The difficulties began with the appointment of the Committee of Experts on Adaptive Management (CEGA), responsible for informing the decisions of the Ministry of Ecological Transition on hunting quotas. According to the call for candidates, issued in September 2018, its members were to be appointed “According to criteria of scientific excellence”. Six months later, “The ministry had changed its rifle”, notes Aurélien Besnard, a researcher at the Practical School of Advanced Studies (EPHE) and vice-president of Cega. Alongside six academic researchers sit two experts from the Bird Protection League (LPO) and six personalities proposed by the National Federation of Hunters. Result, “Political maneuvers quickly took precedence over scientific arguments”, relates Mr. Besnard.

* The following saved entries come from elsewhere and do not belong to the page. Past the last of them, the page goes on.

//! Variables injected into a service for each of its links.
//!
//! For a link to `redis` in app `shop` whose first port is `6379`, the
//! dependent service sees `REDIS_HOST=shop-redis`, `REDIS_PORT=6379`,
//! `REDIS_URL=tcp://shop-redis:6379` and the related scheme, credential
//! and path variables.

use std::collections::BTreeMap;
use std::fmt::Write as _;

use rack_common::types::ContainerName;

use crate::model::{Manifest, Service};
use crate::ports::PortMapping;

/// Scheme of the link URL; defaults to `tcp`.
pub const LINK_SCHEME: &str = "LINK_SCHEME";
/// User name placed in the link URL.
pub const LINK_USERNAME: &str = "LINK_USERNAME";
/// Password placed in the link URL.
pub const LINK_PASSWORD: &str = "LINK_PASSWORD";
/// Path appended to the link URL.
pub const LINK_PATH: &str = "LINK_PATH";

const DEFAULT_SCHEME: &str = "tcp";

/// Computes link variables for `service`.
///
/// `image_env` returns the configured environment of a link target's image;
/// the target's literal manifest environment is laid over it. Links whose
/// target publishes no port produce no variables.
///
/// # Errors
///
/// Propagates the first error returned by `image_env`.
pub fn link_variables<E>(
    manifest: &Manifest,
    app: &str,
    service: &Service,
    mut image_env: impl FnMut(&Service) -> Result<BTreeMap<String, String>, E>,
) -> Result<BTreeMap<String, String>, E> {
    let mut vars = BTreeMap::new();

    for link in &service.links {
        let Some(target) = manifest.service(&link.target) else {
            continue;
        };
        let Some(port) = target.ports.iter().find_map(|p| PortMapping::parse(p)) else {
            tracing::debug!(service = %service.name, link = %link.target, "link target publishes no port");
            continue;
        };

        let mut env = image_env(target)?;
        for (name, value) in target.literal_environment() {
            let _ = env.insert(name.to_string(), value.to_string());
        }
        let get = |key: &str| env.get(key).cloned().unwrap_or_default();

        let scheme = env
            .get(LINK_SCHEME)
            .filter(|s| !s.is_empty())
            .cloned()
            .unwrap_or_else(|| DEFAULT_SCHEME.to_string());
        let username = get(LINK_USERNAME);
        let password = get(LINK_PASSWORD);
        let path = get(LINK_PATH);
        let host = ContainerName::for_service(app, &target.name).to_string();

        let url = link_url(&scheme, &username, &password, &host, port.container, &path);
        let prefix = env_prefix(&target.name);

        let _ = vars.insert(format!("{prefix}_URL"), url);
        let _ = vars.insert(format!("{prefix}_HOST"), host);
        let _ = vars.insert(format!("{prefix}_SCHEME"), scheme);
        let _ = vars.insert(format!("{prefix}_PORT"), port.container.to_string());
        let _ = vars.insert(format!("{prefix}_USERNAME"), username);
        let _ = vars.insert(format!("{prefix}_PASSWORD"), password);
        let _ = vars.insert(format!("{prefix}_PATH"), path);
    }

    Ok(vars)
}

/// `redis-cache` becomes `REDIS_CACHE`.
fn env_prefix(target: &str) -> String {
    target.to_uppercase().replace('-', "_")
}

fn link_url(
    scheme: &str,
    username: &str,
    password: &str,
    host: &str,
    port: u16,
    path: &str,
) -> String {
    let mut url = format!("{scheme}://");
    if !username.is_empty() || !password.is_empty() {
        let _ = write!(url, "{}:{}@", escape_userinfo(username), escape_userinfo(password));
    }
    let _ = write!(url, "{host}:{port}");
    if !path.is_empty() {
        if !path.starts_with('/') {
            url.push('/');
        }
        url.push_str(path);
    }
    url
}

fn escape_userinfo(value: &str) -> String {
    let mut escaped = String::with_capacity(value.len());
    for byte in value.bytes() {
        if byte.is_ascii_alphanumeric() || matches!(byte, b'-' | b'.' | b'_' | b'~') {
            escaped.push(char::from(byte));
        } else {
            let _ = write!(escaped, "%{byte:02X}");
        }
    }
    escaped
}
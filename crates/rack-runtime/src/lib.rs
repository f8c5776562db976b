//! # rack-runtime
//!
//! Runs an app's service containers on the local engine.
//!
//! Handles:
//! - **Args**: the materialized `run` invocation of each service.
//! - **Driver**: one container from spawn to exit, output streamed.
//! - **Output**: line-atomic multiplexing with per-service prefixes.
//! - **Supervisor**: ordered launches, result aggregation, and reverse
//!   teardown on interrupt.
//! - **Probe**: host ports already in use on the engine host.
//! - **Lifecycle**: preflight, images, and supervision of a `start` run.

#![cfg_attr(test, allow(clippy::expect_used, clippy::unwrap_used))]

pub mod args;
pub mod driver;
pub mod lifecycle;
pub mod output;
pub mod probe;
pub mod supervisor;

pub use lifecycle::{StartOptions, app_name, start};
pub use output::{OutputMux, Prefix};
pub use supervisor::{Supervisor, SupervisorOptions};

In fact, the first three opinions issued in May 2019 by the CEGA – on the turtledove, the curlew and the black-tailed barge – were validated without the six people appointed by the Hunting Federation, who boycotted the meetings preparatory. And have sent their own “Personal opinions” to the ministry. In the case of the turtledove, the Cega therefore recommended a temporary cessation of its hunting or, possibly, not to exceed 18,300 birds killed. The “pro-hunt” advocated, for their part, a quota of 30,000 to 40,000 turtledoves. The ministry then put in consultation a decree authorizing the hunting of 30,000 turtledoves … before finally lowering it to 18,000.